Yao Zhi Q, Schank Madison B, Zhao Juan, El Gazzar Mohamed, Wang Ling, Zhang Yi, Hill Addison C, Banik Puja, Pyburn Jaeden S, Moorman Jonathan P
Center of Excellence in Inflammation, Infectious Disease and Immunity, James H. Quillen College of Medicine, East Tennessee State University, Johnson City, TN, United States.
Department of Internal Medicine, Division of Infectious, Inflammatory and Immunologic Diseases, Quillen College of Medicine, ETSU, Johnson City, TN, United States.
Front Genome Ed. 2024 Oct 9;6:1467449. doi: 10.3389/fgeed.2024.1467449. eCollection 2024.

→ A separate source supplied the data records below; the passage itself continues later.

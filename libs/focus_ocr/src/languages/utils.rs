use std::collections::BTreeSet;
use std::path::Path;

use glob::glob;

use super::DEFAULT_ENGINE_LANGUAGE;

pub const TRAINED_DATA_EXTENSION: &str = "traineddata";

/// Engine language codes with a data file in `tessdata_dir`, sorted.
/// An absent or unreadable directory yields an empty set.
pub fn list_installed_languages(tessdata_dir: &Path) -> BTreeSet<String> {
    if !tessdata_dir.is_dir() {
        log::debug!("Language data directory {} not found", tessdata_dir.display());
        return BTreeSet::new();
    }

    let pattern = tessdata_dir.join(format!("*.{}", TRAINED_DATA_EXTENSION));
    let entries = match glob(&pattern.to_string_lossy()) {
        Ok(entries) => entries,
        Err(e) => {
            log::warn!("Invalid language data pattern {}: {}", pattern.display(), e);
            return BTreeSet::new();
        }
    };

    let languages: BTreeSet<String> = entries
        .filter_map(Result::ok)
        .filter(|path| path.is_file())
        .filter_map(|path| {
            path.file_stem()
                .map(|stem| stem.to_string_lossy().into_owned())
        })
        .collect();

    log::debug!(
        "Installed OCR languages: {}",
        languages.iter().cloned().collect::<Vec<_>>().join(", ")
    );
    languages
}

/// `preferred` if it is installed, else English, else the first installed
/// language. With nothing installed there is nothing to check, so
/// `preferred` is kept.
pub fn installed_fallback(preferred: &str, installed: &BTreeSet<String>) -> String {
    if installed.is_empty() || installed.contains(preferred) {
        return preferred.to_string();
    }
    let fallback = if installed.contains(DEFAULT_ENGINE_LANGUAGE) {
        DEFAULT_ENGINE_LANGUAGE
    } else {
        // non-empty, checked above
        installed.iter().next().map(String::as_str).unwrap_or(preferred)
    };
    log::debug!("OCR language {} is not installed, using {}", preferred, fallback);
    fallback.to_string()
}
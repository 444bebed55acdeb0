mod types;
mod utils;

pub use types::ScreenGrabber;
pub use utils::{clip_to_bounds, XcapGrabber};
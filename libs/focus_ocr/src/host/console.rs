use std::cell::Cell;
use std::io::Write;

use anyhow::Result;
use xcap::Window;

use super::{AccessibilityHost, CommandBinding, MenuItemId};
use crate::common::Region;

/// Host for running from a terminal: messages go to stderr, results to
/// stdout, and the target is either given explicitly or the focused
/// window.
#[derive(Debug, Default)]
pub struct ConsoleHost {
    region: Option<Region>,
    locale: Option<String>,
    next_menu_id: Cell<u64>,
}

impl ConsoleHost {
    pub fn new(region: Option<Region>, locale: Option<String>) -> Self {
        Self {
            region,
            locale,
            next_menu_id: Cell::new(1),
        }
    }
}

impl AccessibilityHost for ConsoleHost {
    fn focused_region(&self) -> Option<Region> {
        self.region.or_else(focused_window_region)
    }

    fn display_locale(&self) -> String {
        self.locale.clone().unwrap_or_else(locale_from_env)
    }

    fn register_command(&self, binding: &CommandBinding) -> Result<()> {
        log::debug!(
            "Command {} ({}): {}",
            binding.name,
            binding.gesture,
            binding.description
        );
        Ok(())
    }

    fn add_settings_menu_item(&self, label: &str) -> Result<MenuItemId> {
        let id = MenuItemId(self.next_menu_id.get());
        self.next_menu_id.set(id.0 + 1);
        log::debug!("Settings menu item {:?}: {}", id, label);
        Ok(id)
    }

    fn remove_settings_menu_item(&self, id: MenuItemId) -> Result<()> {
        log::debug!("Removed settings menu item {:?}", id);
        Ok(())
    }

    fn announce(&self, message: &str) {
        log::info!("{}", message);
        eprintln!("{}", message);
    }

    fn browseable_message(&self, text: &str, title: &str) -> Result<()> {
        log::debug!("Showing {} ({} chars)", title, text.chars().count());
        let mut stdout = std::io::stdout().lock();
        writeln!(stdout, "{}", text)?;
        stdout.flush()?;
        Ok(())
    }
}

/// Region of the window that has keyboard focus. When no window reports
/// focus, the first non-minimized one in xcap's front-to-back list is used.
pub fn focused_window_region() -> Option<Region> {
    let windows = match Window::all() {
        Ok(windows) => windows,
        Err(e) => {
            log::warn!("Failed to list windows: {}", e);
            return None;
        }
    };

    let window = choose_window(
        windows.as_slice(),
        |w: &Window| !w.is_minimized() && w.width() > 0 && w.height() > 0,
        Window::is_focused,
    )?;

    log::trace!("Window '{}' ({})", window.title(), window.app_name());
    Some(Region::new(window.x(), window.y(), window.width(), window.height()))
}

/// The focused visible window, else the first visible one.
fn choose_window<W>(
    windows: &[W],
    visible: impl Fn(&W) -> bool,
    focused: impl Fn(&W) -> bool,
) -> Option<&W> {
    windows
        .iter()
        .find(|w| visible(*w) && focused(*w))
        .or_else(|| {
            log::debug!("No focused window reported, using the topmost one");
            windows.iter().find(|w| visible(*w))
        })
}

/// Locale from the usual environment variables, without the encoding
/// suffix. Falls back to `en`.
pub fn locale_from_env() -> String {
    ["LC_ALL", "LC_MESSAGES", "LANG"]
        .iter()
        .filter_map(|var| std::env::var(var).ok())
        .map(|value| value.split('.').next().unwrap_or_default().to_string())
        .find(|value| !value.is_empty())
        .unwrap_or_else(|| "en".to_string())
}
use std::path::PathBuf;
use std::process::ExitCode;

use clap::Parser;
use focus_ocr::capture::XcapGrabber;
use focus_ocr::common::Region;
use focus_ocr::host::ConsoleHost;
use focus_ocr::logger::init_logger_exe;
use focus_ocr::plugin::{OcrPlugin, PluginConfig};
use focus_ocr::recognize::{EngineLayout, ScratchPaths};
use focus_ocr::settings::default_settings_path;

#[derive(Parser)]
#[command(version, about = "Read the text of the focused window with Tesseract", long_about = None)]
struct Cli {
    #[arg(
        long,
        help = "Screen region to recognize as left,top,width,height (default: topmost window)"
    )]
    region: Option<Region>,
    #[arg(
        long,
        help = "Directory containing tesseract/ (default: next to this executable)"
    )]
    engine_root: Option<PathBuf>,
    #[arg(long, help = "Settings file (default: per-user config directory)")]
    config: Option<PathBuf>,
    #[arg(long, help = "UI locale used to pick the default language, e.g. pt_BR")]
    locale: Option<String>,
}

#[tokio::main(flavor = "current_thread")]
async fn main() -> ExitCode {
    init_logger_exe();

    let cli = Cli::parse();

    let layout = match EngineLayout::resolve(cli.engine_root.as_deref()) {
        Ok(layout) => layout,
        Err(e) => {
            log::error!("Cannot locate the OCR engine: {:#}", e);
            return ExitCode::FAILURE;
        }
    };
    log::debug!("Using OCR engine {}", layout.exe.display());

    let config = PluginConfig {
        layout,
        settings_path: cli.config.unwrap_or_else(default_settings_path),
        scratch: ScratchPaths::default(),
    };
    let host = ConsoleHost::new(cli.region, cli.locale);

    let mut plugin = match OcrPlugin::new(host, XcapGrabber, config) {
        Ok(plugin) => plugin,
        Err(e) => {
            log::error!("Failed to start: {:#}", e);
            return ExitCode::FAILURE;
        }
    };

    let result = plugin.recognize_focused().await;
    plugin.terminate();

    match result {
        Ok(_) => ExitCode::SUCCESS,
        Err(_) => ExitCode::FAILURE,
    }
}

Hepatitis B virus (HBV) infection is a common cause of liver disease worldwide. The current antiviral treatment using nucleotide analogues (NAs) can only suppress HBV replication but cannot eliminate chronic HBV infection due to the persistence of covalently closed circular (ccc) DNA that sustains viral replication. The CRISPR/Cas9 system is a novel genome-editing tool that enables precise gene disruption and inactivation. With high efficiency and simplicity, the CRISPR/Cas9 system has been utilized in multiple studies to disrupt the HBV genome specifically, eliciting varying anti-HBV effects both and . Additionally, multi-locus gene targeting has shown enhanced antiviral activity, paving the way for combination therapy to disrupt and inactivate HBV cccDNA as well as integrated HBV DNA. Despite its promising antiviral effects, this technology faces several challenges that need to be overcome before its clinical application, i.e., off-target effects and drug delivery. As such, there is a need for improvement in CRISPR/Cas9 efficiency, specificity, versatility, and delivery. Here, we critically review the recent literature describing the tools employed in designing guide RNAs (gRNAs) targeting HBV genomes, the vehicles used for expressing and delivering CRISPR/Cas9 components, the models used for evaluating CRISPR-mediated HBV gene disruption, the methods used for assessing antiviral and off-target effects induced by CRISPR/Cas9-mediated HBV gene disruption, and the prospects of future directions and challenges in leveraging this HBV gene-editing approach, to advance the HBV treatment toward a clinical cure.
乙型肝炎病毒(HBV)感染是全球肝脏疾病的常见病因。目前使用核苷酸类似物(NAs)的抗病毒治疗只能抑制HBV复制,但由于维持病毒复制的共价闭合环状(ccc)DNA的持续存在,无法消除慢性HBV感染。CRISPR/Cas9系统是一种新型基因组编辑工具,可实现精确的基因破坏和失活。凭借高效性和简便性,CRISPR/Cas9系统已在多项研究中用于特异性破坏HBV基因组,在体内和体外均产生了不同的抗HBV效果。此外,多位点基因靶向已显示出增强的抗病毒活性,为破坏和失活HBV cccDNA以及整合的HBV DNA的联合治疗铺平了道路。尽管其抗病毒效果很有前景,但该技术在临床应用前仍面临一些需要克服的挑战,即脱靶效应和药物递送。因此,需要提高CRISPR/Cas9的效率、特异性、多功能性和递送能力。在此,我们批判性地综述了最近的文献,这些文献描述了用于设计靶向HBV基因组的引导RNA(gRNAs)的工具、用于表达和递送CRISPR/Cas9组件的载体、用于评估CRISPR介导的HBV基因破坏的模型、用于评估CRISPR/Cas9介导的HBV基因破坏诱导的抗病毒和脱靶效应的方法,以及利用这种HBV基因编辑方法的未来方向和挑战的前景,以推动HBV治疗朝着临床治愈发展。